Are your SharePoint permissions sensible? I don’t mean “technically configured.” I mean: if Copilot summarises across every document a user can access, is the output going to contain anything that shouldn’t be in front of them? For most organisations, the honest answer is yes, and nobody has audited it in years.
Do you have sensitivity labels applied consistently? Because Copilot respects them, but only if they’re actually there. If half your sensitive documents are unlabelled, Copilot will cheerfully include them in a summary for the junior who asked about quarterly performance.
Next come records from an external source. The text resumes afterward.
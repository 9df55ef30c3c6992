//! Interactive shell attached to the local terminal

use russh::{ChannelMsg, Pty};
use tokio::io::{AsyncReadExt, AsyncWriteExt};
use tokio::sync::mpsc;
use tokio_util::sync::CancellationToken;
use tracing::{debug, info, warn};

use super::device::TTY_SPEED;
use super::Executor;
use crate::ssh::SshError;

/// Raw mode for the lifetime of the guard
struct RawModeGuard;

impl RawModeGuard {
    fn enable() -> Result<Self, SshError> {
        crossterm::terminal::enable_raw_mode()
            .map_err(|e| SshError::ChannelError(format!("Failed to enable raw mode: {}", e)))?;
        Ok(Self)
    }
}

impl Drop for RawModeGuard {
    fn drop(&mut self) {
        if let Err(e) = crossterm::terminal::disable_raw_mode() {
            warn!("Failed to restore terminal mode: {}", e);
        }
    }
}

/// Forward SIGWINCH as new terminal sizes until `cancel` fires.
///
/// SIGTERM and SIGHUP end the watcher and cancel the shell.
#[cfg(unix)]
async fn watch_resize(tx: mpsc::Sender<(u16, u16)>, cancel: CancellationToken) {
    use tokio::signal::unix::{signal, SignalKind};

    let (mut winch, mut term, mut hup) = match (
        signal(SignalKind::window_change()),
        signal(SignalKind::terminate()),
        signal(SignalKind::hangup()),
    ) {
        (Ok(winch), Ok(term), Ok(hup)) => (winch, term, hup),
        _ => {
            warn!("Failed to install signal handlers, window resize disabled");
            return;
        }
    };

    loop {
        tokio::select! {
            _ = cancel.cancelled() => break,
            _ = winch.recv() => {
                debug!("Received SIGWINCH, updating window geometry");
                match crossterm::terminal::size() {
                    Ok(size) => {
                        if tx.send(size).await.is_err() {
                            break;
                        }
                    }
                    Err(e) => debug!("Failed to read terminal size: {}", e),
                }
            }
            _ = term.recv() => {
                debug!("Received SIGTERM. Exiting");
                cancel.cancel();
                break;
            }
            _ = hup.recv() => {
                debug!("Received SIGHUP. Exiting");
                cancel.cancel();
                break;
            }
        }
    }
}

#[cfg(not(unix))]
async fn watch_resize(_tx: mpsc::Sender<(u16, u16)>, cancel: CancellationToken) {
    cancel.cancelled().await;
}

impl Executor {
    /// Attach the local terminal to a remote shell until it exits.
    ///
    /// Returns the shell's exit status (1 when none was reported).
    pub async fn run_shell(&mut self, name: &str, term: &str) -> Result<i32, SshError> {
        let (cols, rows) = crossterm::terminal::size().map_err(|e| {
            SshError::ChannelError(format!("Failed to retrieve terminal size: {}", e))
        })?;

        let session = self.get_session(name).await?;
        let mut channel = session.take_channel().ok_or_else(|| {
            SshError::ChannelError(format!("{} is not a shell session", name))
        })?;

        channel
            .request_pty(
                true,
                term,
                cols as u32,
                rows as u32,
                0,
                0,
                &[
                    (Pty::ECHO, 1),
                    (Pty::TTY_OP_ISPEED, TTY_SPEED),
                    (Pty::TTY_OP_OSPEED, TTY_SPEED),
                ],
            )
            .await
            .map_err(|e| SshError::ChannelError(format!("PTY request failed: {}", e)))?;
        channel
            .request_shell(true)
            .await
            .map_err(|e| SshError::ChannelError(format!("Shell request failed: {}", e)))?;
        info!("Interactive shell started on {} ({}x{})", self.endpoint, cols, rows);

        let cancel = self.cancel.child_token();
        let (resize_tx, mut resize_rx) = mpsc::channel::<(u16, u16)>(8);
        let watcher = tokio::spawn(watch_resize(resize_tx, cancel.clone()));

        let guard = RawModeGuard::enable()?;
        let mut stdin = tokio::io::stdin();
        let mut stdout = tokio::io::stdout();
        let mut stderr = tokio::io::stderr();
        let mut buf = [0u8; 1024];
        let mut stdin_open = true;
        let mut exit_code: Option<i32> = None;

        let result = async {
            loop {
                tokio::select! {
                    _ = cancel.cancelled() => {
                        debug!("Shell on {} cancelled", self.endpoint);
                        break;
                    }
                    read = stdin.read(&mut buf), if stdin_open => {
                        match read? {
                            0 => {
                                stdin_open = false;
                                let _ = channel.eof().await;
                            }
                            n => channel.data(&buf[..n]).await.map_err(|e| {
                                SshError::ChannelError(format!("Failed to send input: {}", e))
                            })?,
                        }
                    }
                    Some((cols, rows)) = resize_rx.recv() => {
                        if let Err(e) = channel.window_change(cols as u32, rows as u32, 0, 0).await {
                            warn!("Failed to resize PTY: {}", e);
                        }
                    }
                    msg = channel.wait() => match msg {
                        Some(ChannelMsg::Data { data }) => {
                            stdout.write_all(&data).await?;
                            stdout.flush().await?;
                        }
                        Some(ChannelMsg::ExtendedData { data, ext: 1 }) => {
                            stderr.write_all(&data).await?;
                            stderr.flush().await?;
                        }
                        Some(ChannelMsg::ExitStatus { exit_status }) => {
                            exit_code = Some(exit_status as i32);
                        }
                        Some(ChannelMsg::Close) | None => break,
                        Some(_) => {}
                    },
                }
            }
            Ok::<(), SshError>(())
        }
        .await;

        drop(guard);
        cancel.cancel();
        if let Err(e) = watcher.await {
            debug!("Resize watcher ended abnormally: {}", e);
        }
        let _ = channel.close().await;
        self.remove_session(name).await;

        result?;
        info!("Interactive shell on {} ended", self.endpoint);
        Ok(exit_code.unwrap_or(1))
    }
}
Do your users actually know what Copilot is for? Most early rollouts skip training entirely, on the assumption that it’s “intuitive.” It is intuitive, in the sense that typing a question is intuitive. But knowing what to ask, when to trust the output, and when to treat it with suspicion: that’s a skill, and it has to be taught.
Where consultants earn their money
There’s a lot of variation in the UK market right now in terms of what a Copilot engagement actually looks like. At the low-rent end, it’s someone walking you through the admin centre and then invoicing. At the better end, it’s a structured piece of work that looks something like: assess the data estate, clean up what’s broken, identify high-value use cases for your specific business, run a proper pilot with measurement, then scale with ongoing adoption support.
One UK partner has published a detailed breakdown of its Microsoft 365 Copilot consultancy, covering readiness through to adoption and success metrics, which is worth a read if only to pressure-test whatever proposal is currently sitting in your inbox. The useful bit is that it makes the non-technical stages explicit, which is where most rollouts fail.
A cheaper way to think about it
If you’re weighing up Copilot right now, my unsolicited advice is this: treat the licence cost as roughly a third of what the project actually costs. Budget for the readiness work. Budget for the change management. Budget for the training, the comms, the centre of enablement, the quarterly review of what’s being used and what isn’t.
The organisations getting real value from Copilot in 2026 aren’t the ones with the biggest licence deployments. They’re the ones that did the unglamorous preparatory work, chose a small number of use cases to really commit to, and measured what came out the other end. It’s slower and less exciting than the vendor pitch makes it sound. It also works.